On 16/11/13 11:11, Angus Salkeld wrote:
On 15/11/13 16:32 +0100, Zane Bitter wrote:
On 14/11/13 19:53, Christopher Armstrong wrote:
I'm a little unclear as to what point you're making here. Right now, the
"launch configuration" is specified in the scaling group by the
"resources" property of the request json body. It's not a full template,
but just a "snippet" of a set of resources you want scaled.

Right, and this has a couple of effects, particularly for Heat:
1) You can't share a single launch config between scaling groups -
this hurts composability of templates.
2) The AWS::EC2::Launch config wouldn't correspond to a real API, so
we would have to continue to implement it using the current hack.

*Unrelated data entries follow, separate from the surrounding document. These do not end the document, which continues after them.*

//! Item types.

use super::Disposition;
use crate::quality::Quality;
use crate::traits::{Entry, RenderError};
use once_cell::sync::Lazy;
use regex::Regex;
use serde::{Deserialize, Serialize};
use std::collections::HashMap;

static PLACEHOLDER: Lazy<Regex> = Lazy::new(|| {
    Regex::new(r"\{\{\s*([A-Za-z_][A-Za-z0-9_]*)\s*\}\}").expect("placeholder pattern is valid")
});

/// A candidate item in a batch.
///
/// Deserializing an item without a `quality` derives it from the title.
#[derive(Debug, Clone, PartialEq, Serialize, Deserialize)]
#[serde(from = "ItemDocument")]
pub struct Item {
    /// Release title.
    pub title: String,
    /// Native identifier, e.g. `"show.s01e01"`.
    #[serde(skip_serializing_if = "Option::is_none")]
    pub id: Option<String>,
    /// Quality of the release.
    pub quality: Quality,
    /// Extra fields available to identifier templates.
    #[serde(default, skip_serializing_if = "HashMap::is_empty")]
    pub fields: HashMap<String, serde_json::Value>,
    /// Current disposition.
    pub disposition: Disposition,
    /// Reason given with the last disposition change.
    #[serde(skip_serializing_if = "Option::is_none")]
    pub reason: Option<String>,
}

#[derive(Deserialize)]
struct ItemDocument {
    title: String,
    #[serde(default)]
    id: Option<String>,
    #[serde(default)]
    quality: Option<Quality>,
    #[serde(default)]
    fields: HashMap<String, serde_json::Value>,
    #[serde(default)]
    disposition: Disposition,
    #[serde(default)]
    reason: Option<String>,
}

impl From<ItemDocument> for Item {
    fn from(doc: ItemDocument) -> Self {
        let quality = doc.quality.unwrap_or_else(|| Quality::parse(&doc.title));
        Self {
            title: doc.title,
            id: doc.id,
            quality,
            fields: doc.fields,
            disposition: doc.disposition,
            reason: doc.reason,
        }
    }
}

impl Item {
    /// Create a pending item, reading its quality from the title.
    pub fn new(title: impl Into<String>) -> Self {
        let title = title.into();
        Self {
            quality: Quality::parse(&title),
            title,
            id: None,
            fields: HashMap::new(),
            disposition: Disposition::Pending,
            reason: None,
        }
    }

    /// Set the native identifier.
    pub fn with_id(mut self, id: impl Into<String>) -> Self {
        self.id = Some(id.into());
        self
    }

    /// Override the quality read from the title.
    pub fn with_quality(mut self, quality: Quality) -> Self {
        self.quality = quality;
        self
    }

    /// Set a template field.
    pub fn with_field(mut self, key: impl Into<String>, value: impl Into<serde_json::Value>) -> Self {
        self.fields.insert(key.into(), value.into());
        self
    }

    fn field(&self, name: &str) -> Option<String> {
        match name {
            "title" => Some(self.title.clone()),
            "id" => self.id.clone(),
            "quality" => Some(self.quality.to_string()),
            _ => match self.fields.get(name)? {
                serde_json::Value::Null => None,
                serde_json::Value::String(s) => Some(s.clone()),
                other => Some(other.to_string()),
            },
        }
    }

    fn set_disposition(&mut self, disposition: Disposition, reason: &str) {
        self.disposition = disposition;
        self.reason = Some(reason.to_string());
    }
}

impl Entry for Item {
    fn title(&self) -> &str {
        &self.title
    }

    fn quality(&self) -> Quality {
        self.quality
    }

    fn native_id(&self) -> Option<&str> {
        self.id.as_deref()
    }

    /// Replace `{{ field }}` placeholders with the item's values.
    fn render(&self, template: &str) -> Result<String, RenderError> {
        let mut rendered = String::with_capacity(template.len());
        let mut last = 0;
        for caps in PLACEHOLDER.captures_iter(template) {
            let (Some(whole), Some(name)) = (caps.get(0), caps.get(1)) else {
                continue;
            };
            let value = self
                .field(name.as_str())
                .ok_or_else(|| RenderError::MissingField(name.as_str().to_string()))?;
            rendered.push_str(&template[last..whole.start()]);
            rendered.push_str(&value);
            last = whole.end();
        }
        rendered.push_str(&template[last..]);
        Ok(rendered)
    }

    fn disposition(&self) -> Disposition {
        self.disposition
    }

    /// Accepting a rejected or failed item has no effect.
    fn accept(&mut self, reason: &str) {
        if self.disposition.is_final() {
            tracing::debug!(
                title = %self.title,
                disposition = %self.disposition,
                "Ignoring accept on an item that is already {}",
                self.disposition
            );
            return;
        }
        self.set_disposition(Disposition::Accepted, reason);
    }

    fn reject(&mut self, reason: &str) {
        self.set_disposition(Disposition::Rejected, reason);
    }

    fn fail(&mut self, reason: &str) {
        self.set_disposition(Disposition::Failed, reason);
    }
}
//! The upgrade engine: filter and learn phases over an [`UpgradeStore`].
//!
//! ```ignore
//! let config = UpgradeConfig::from_file("upgrade.toml")?.prepare()?.expect("enabled");
//! let engine = UpgradeEngine::new(SqliteUpgradeStore::new("upgrade.db")?, config);
//!
//! engine.filter(&mut batch)?;
//! // ... the pipeline finalizes acceptance ...
//! engine.learn(&batch)?;
//! ```

mod action;
mod filter;
mod learn;

pub use action::LowerAction;
pub use filter::{
    decide_group, lower_entries, GroupDecision, REASON_LOWER_THAN_ENTRIES,
    REASON_LOWER_THAN_EXISTING, REASON_UPGRADED,
};

use serde::{Deserialize, Serialize};

use crate::config::PreparedConfig;
use crate::store::UpgradeStore;

/// Runs the upgrade phases against a store with one prepared configuration.
pub struct UpgradeEngine<S> {
    store: S,
    config: PreparedConfig,
}

impl<S: UpgradeStore> UpgradeEngine<S> {
    pub fn new(store: S, config: PreparedConfig) -> Self {
        Self { store, config }
    }

    pub fn store(&self) -> &S {
        &self.store
    }

    pub fn config(&self) -> &PreparedConfig {
        &self.config
    }
}

/// Summary of one filter run.
#[derive(Debug, Clone, Copy, Default, PartialEq, Eq, Serialize, Deserialize)]
pub struct FilterReport {
    /// Identifier groups in the batch.
    pub groups: usize,
    /// Entries without an identifier.
    pub dropped: usize,
    /// Groups with a tracked record.
    pub tracked: usize,
    /// Groups skipped because the record already meets the target.
    pub at_target: usize,
    /// Groups with nothing inside the target.
    pub no_candidates: usize,
    /// Entries accepted as upgrades.
    pub upgraded: usize,
    /// Entries given the `on_lower` action.
    pub lower_actioned: usize,
}

/// Summary of one learn run.
#[derive(Debug, Clone, Copy, Default, PartialEq, Eq, Serialize, Deserialize)]
pub struct LearnReport {
    /// Identifier groups among accepted entries.
    pub groups: usize,
    /// Accepted entries without an identifier.
    pub dropped: usize,
    pub created: usize,
    pub upgraded: usize,
    pub unchanged: usize,
}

IMHO we should not let the design be altered by aws resources.
- let lauchconfing be ugly.

So, if our design was clearly better I probably would agree with you. But having launchconfig as a thing separate from a scaling group means:

* You can share one launch config between multiple scaling groups - it's more composable. * You can delete a scaling group and then recreate it again without respecifying all of the launchconfig parameters (which are the finicky part). * The CLI interface can be much simpler, since you wouldn't have to supply all the configuration for the scaling group and the server properties at the same time.

So I would would want this whether or not it enabled us to eliminate a bunch of magic/hackery/technical debt from our AWS-compatible resource plugins. It does though, which is even more reason to do it.

- make the primary interface of a scaling unit be a nested stack (with
   our new config resources etc..)

So, I don't think we disagree in concept here, only about the implementation...

Surely, though, we don't want to require the user to provide a Heat template for every operation? One of the goals of a separate autoscaling API is that you shouldn't need to write Heat templates to use autoscaling in the simplest case (though, of course, it's completely appropriate to require writing templates expose more powerful features).

That could still be achieved by having a default template that just contains an OS::Nova::Server, but now we're back to just disagreeing about implementation details.

cheers,
Zane.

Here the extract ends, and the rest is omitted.